Researchers hope the data will speed the understanding of how the brain affects behaviour.

Multicoloured EM reconstruction of Drosophila neurons in the brain by the Full Adult Fly tracing community.

An adult fruit-fly brain in all its glory.Visualization: Philipp Schlegel, Drosophila Connectomics Group, Cambridge


Scientists have produced a 3D image of a fruit fly’s brain that’s so detailed, researchers can trace connections between neurons across the entire organ.

Fruit flies (Drosophila melanogaster) display a suite of complex behaviours, including courtship dances and learning1. But understanding the neural networks that drive these behaviours remains a challenge. The data from this image, published on 19 July in Cell2, resolved the insect’s brain down to individual cells — revealing some neurons that have never been seen before. This offers scientists a new tool with which to study fruit-fly behaviour and allows them to compare the insects’ neural networks with that of other species.

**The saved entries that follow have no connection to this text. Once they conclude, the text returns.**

#[cfg(test)]
mod tests {
    use super::*;
    use crate::argument::{Argument, Parameter};
    use crate::template;
    use sqlx::Execute;

    fn binder() -> Binder {
        Binder::new().unwrap()
    }

    fn values(statement: &Statement) -> Vec<Value> {
        statement
            .parameters()
            .iter()
            .map(|p| p.value().clone())
            .collect()
    }

    #[test]
    fn test_compile_in_list() {
        let statement = binder()
            .compile(&template!("WHERE id IN ({0})", vec![1, 2, 3]), "MySQL")
            .unwrap();
        assert_eq!(statement.text(), "WHERE id IN (?,?,?)");
        assert_eq!(
            values(&statement),
            vec![Value::Int32(1), Value::Int32(2), Value::Int32(3)]
        );
    }

    #[test]
    fn test_parameter_count_is_scalars_plus_sequence_length() {
        let statement = binder()
            .compile(
                &template!("a = {0} AND b IN ({1}) AND c = {2}", "x", vec![5i64; 4], 1.5),
                "PostgreSQL",
            )
            .unwrap();
        assert_eq!(statement.parameters().len(), 2 + 4);
        assert_eq!(
            statement.text(),
            "a = $1 AND b IN ($2,$3,$4,$5) AND c = $6"
        );
    }

    #[test]
    fn test_empty_sequence_binds_single_null() {
        let statement = binder()
            .compile(&template!("id IN ({0})", Vec::<i32>::new()), "MSSQL")
            .unwrap();
        assert_eq!(statement.text(), "id IN (@p0)");
        assert_eq!(values(&statement), vec![Value::Null]);
    }

    #[test]
    fn test_synthesized_names_follow_ordinal() {
        let statement = binder()
            .compile(&template!("{1} {0}", 'a', 'b'), "Oracle")
            .unwrap();
        assert_eq!(statement.text(), ":p0 :p1");
        let names: Vec<_> = statement.parameters().iter().map(|p| p.name()).collect();
        assert_eq!(names, vec!["p0", "p1"]);
        assert_eq!(values(&statement), vec![Value::Char('b'), Value::Char('a')]);
    }

    #[test]
    fn test_repeated_placeholder_binds_each_occurrence() {
        let statement = binder()
            .compile(&template!("id = {0} OR parent = {0}", 7), "MySQL")
            .unwrap();
        assert_eq!(statement.text(), "id = ? OR parent = ?");
        assert_eq!(values(&statement), vec![Value::Int32(7), Value::Int32(7)]);
    }

    #[test]
    fn test_caller_supplied_parameter_keeps_name() {
        let statement = binder()
            .compile(
                &template!("id = {0} AND tag IN ({1})", Parameter::new("id", 9), vec!["a", "b"]),
                "MSSQL",
            )
            .unwrap();
        assert_eq!(statement.text(), "id = @id AND tag IN (@p1,@p2)");
    }

    fn names(statement: &Statement) -> Vec<&str> {
        statement.parameters().iter().map(|p| p.name()).collect()
    }

    fn assert_unique_names(statement: &Statement) {
        let mut seen = names(statement);
        seen.sort_unstable();
        seen.dedup();
        assert_eq!(seen.len(), statement.parameters().len(), "{:?}", names(statement));
    }

    #[test]
    fn test_synthesized_name_skips_caller_name() {
        let statement = binder()
            .compile(&template!("a = {0} AND b = {1}", Parameter::new("p1", 1), 2), "MSSQL")
            .unwrap();
        assert_eq!(statement.text(), "a = @p1 AND b = @p2");
        assert_eq!(names(&statement), vec!["p1", "p2"]);
        assert_eq!(values(&statement), vec![Value::Int32(1), Value::Int32(2)]);
    }

    #[test]
    fn test_caller_name_later_in_template_is_still_reserved() {
        let statement = binder()
            .compile(&template!("a = {0} AND b = {1}", 1, Parameter::new("p0", 2)), "Oracle")
            .unwrap();
        assert_eq!(statement.text(), "a = :p1 AND b = :p0");
        assert_unique_names(&statement);
    }

    #[test]
    fn test_repeated_caller_parameter_bound_once_for_named_dialect() {
        let statement = binder()
            .compile(&template!("id = {0} OR parent = {0}", Parameter::new("id", 7)), "MSSQL")
            .unwrap();
        assert_eq!(statement.text(), "id = @id OR parent = @id");
        assert_eq!(names(&statement), vec!["id"]);
        assert_eq!(values(&statement), vec![Value::Int32(7)]);
    }

    #[test]
    fn test_repeated_caller_parameter_reuses_number() {
        let statement = binder()
            .compile(
                &template!("id = {0} OR parent = {0} OR x = {1}", Parameter::new("id", 7), 8),
                "PostgreSQL",
            )
            .unwrap();
        assert_eq!(statement.text(), "id = $1 OR parent = $1 OR x = $2");
        assert_eq!(values(&statement), vec![Value::Int32(7), Value::Int32(8)]);
    }

    #[test]
    fn test_repeated_caller_parameter_positional_gets_distinct_names() {
        let statement = binder()
            .compile(&template!("id = {0} OR parent = {0}", Parameter::new("id", 7)), "MySQL")
            .unwrap();
        assert_eq!(statement.text(), "id = ? OR parent = ?");
        assert_eq!(names(&statement), vec!["id", "id_1"]);
        assert_eq!(values(&statement), vec![Value::Int32(7), Value::Int32(7)]);
    }

    #[test]
    fn test_caller_parameters_inside_sequence() {
        let tags = vec![Parameter::new("a", 1), Parameter::new("p1", 2)];
        let statement = binder()
            .compile(
                &template!("x = {1} AND (tag IN ({0}) OR alt IN ({0}))", tags, 3),
                "MSSQL",
            )
            .unwrap();
        assert_eq!(statement.text(), "x = @p0 AND (tag IN (@a,@p1) OR alt IN (@a,@p1))");
        assert_eq!(
            values(&statement),
            vec![Value::Int32(3), Value::Int32(1), Value::Int32(2)]
        );
        assert_unique_names(&statement);
    }

    #[test]
    fn test_same_caller_name_on_two_arguments_fails() {
        assert!(matches!(
            binder().compile(
                &template!("{0} {1}", Parameter::new("x", 1), Parameter::new("x", 2)),
                "MSSQL"
            ),
            Err(Error::MalformedTemplate(_))
        ));
    }

    #[test]
    fn test_unregistered_driver_uses_bare_names() {
        let statement = binder()
            .compile(&template!("x = {0}", 1), "Firebird")
            .unwrap();
        assert_eq!(statement.text(), "x = p0");
    }

    #[test]
    fn test_escaped_braces_render_literally() {
        let statement = binder()
            .compile(&template!("SELECT '{{literal}}', {0}", 1), "MySQL")
            .unwrap();
        assert_eq!(statement.text(), "SELECT '{literal}', ?");
    }

    #[test]
    fn test_custom_prefix_and_rules() {
        let binder = Binder::builder()
            .rules(DialectRules::empty().with_fallback(Dialect::Named("@".into())))
            .parameter_prefix("arg")
            .build()
            .unwrap();
        let statement = binder.compile(&template!("{0}", 1), "anything").unwrap();
        assert_eq!(statement.text(), "@arg0");
    }

    #[test]
    fn test_blank_template_with_arguments_fails() {
        assert!(matches!(
            binder().compile(&template!("", 1), "MySQL"),
            Err(Error::MalformedTemplate(_))
        ));
    }

    #[test]
    fn test_nested_sequence_fails() {
        let nested = Argument::Sequence(vec![Argument::sequence([1, 2])]);
        let template = Template::new("IN ({0})", vec![nested]);
        assert!(matches!(
            binder().compile(&template, "MySQL"),
            Err(Error::UnsupportedArgument { index: 0, .. })
        ));
    }

    #[test]
    fn test_to_mysql_query_keeps_text() {
        let statement = binder()
            .compile_for::<MySql>(&template!("SELECT * FROM t WHERE id IN ({0})", vec![1, 2]))
            .unwrap();
        let query = statement.to_mysql_query();
        assert_eq!(query.sql(), "SELECT * FROM t WHERE id IN (?,?)");
    }

    #[derive(Default)]
    struct RecordingCommand {
        text: String,
        parameters: Vec<(String, Value)>,
    }

    impl Command for RecordingCommand {
        fn driver(&self) -> &str {
            "MSSQL"
        }

        fn add_parameter(&mut self, name: &str, value: Value) {
            self.parameters.push((name.to_owned(), value));
        }

        fn set_text(&mut self, text: String) {
            self.text = text;
        }
    }

    #[test]
    fn test_prepare_fills_command() {
        let mut command = RecordingCommand::default();
        binder()
            .prepare(&mut command, &template!("name = {0}", "bob"))
            .unwrap();
        assert_eq!(command.text, "name = @p0");
        assert_eq!(
            command.parameters,
            vec![("p0".to_owned(), Value::Text("bob".into()))]
        );
    }
}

Researchers cut a fly’s brain — roughly the size of a poppy seed — into more than 7,000 slices and shot a beam of electrons through the sample. A high-speed camera captured high-resolution pictures of each slice — a process never used before — generating roughly 21 million images that the team stitched together using custom computer software.

Small brain, big value

A picture with this level of detail is a precious resource, says Tomoko Ohyama, a neurobiologist at McGill University in Montreal, Canada. She acknowledges the difficulty in producing such a huge data set, but also emphasizes that it’s a stepping stone to completely understanding fruit-fly behaviour.

These data will allow researchers to identify all the neurons behind a particular behaviour, says study co-author Davi Bock, a neuroscientist at the Howard Hughes Medical Institute’s Janelia Research Campus in Ashburn, Virginia. He likens the team’s image to a circuit diagram for an electronic device. It’s informative only if you understand all the pieces, he says, and scientists currently understand just a few of them.

Bock and his colleagues have made the data publicly available, providing researchers with the scaffolding they need to construct experiments and fill in some of the gaps.

“I think in the next few years, we’re going to see the arrival of very complete wiring diagrams from this data set and others,” Bock says.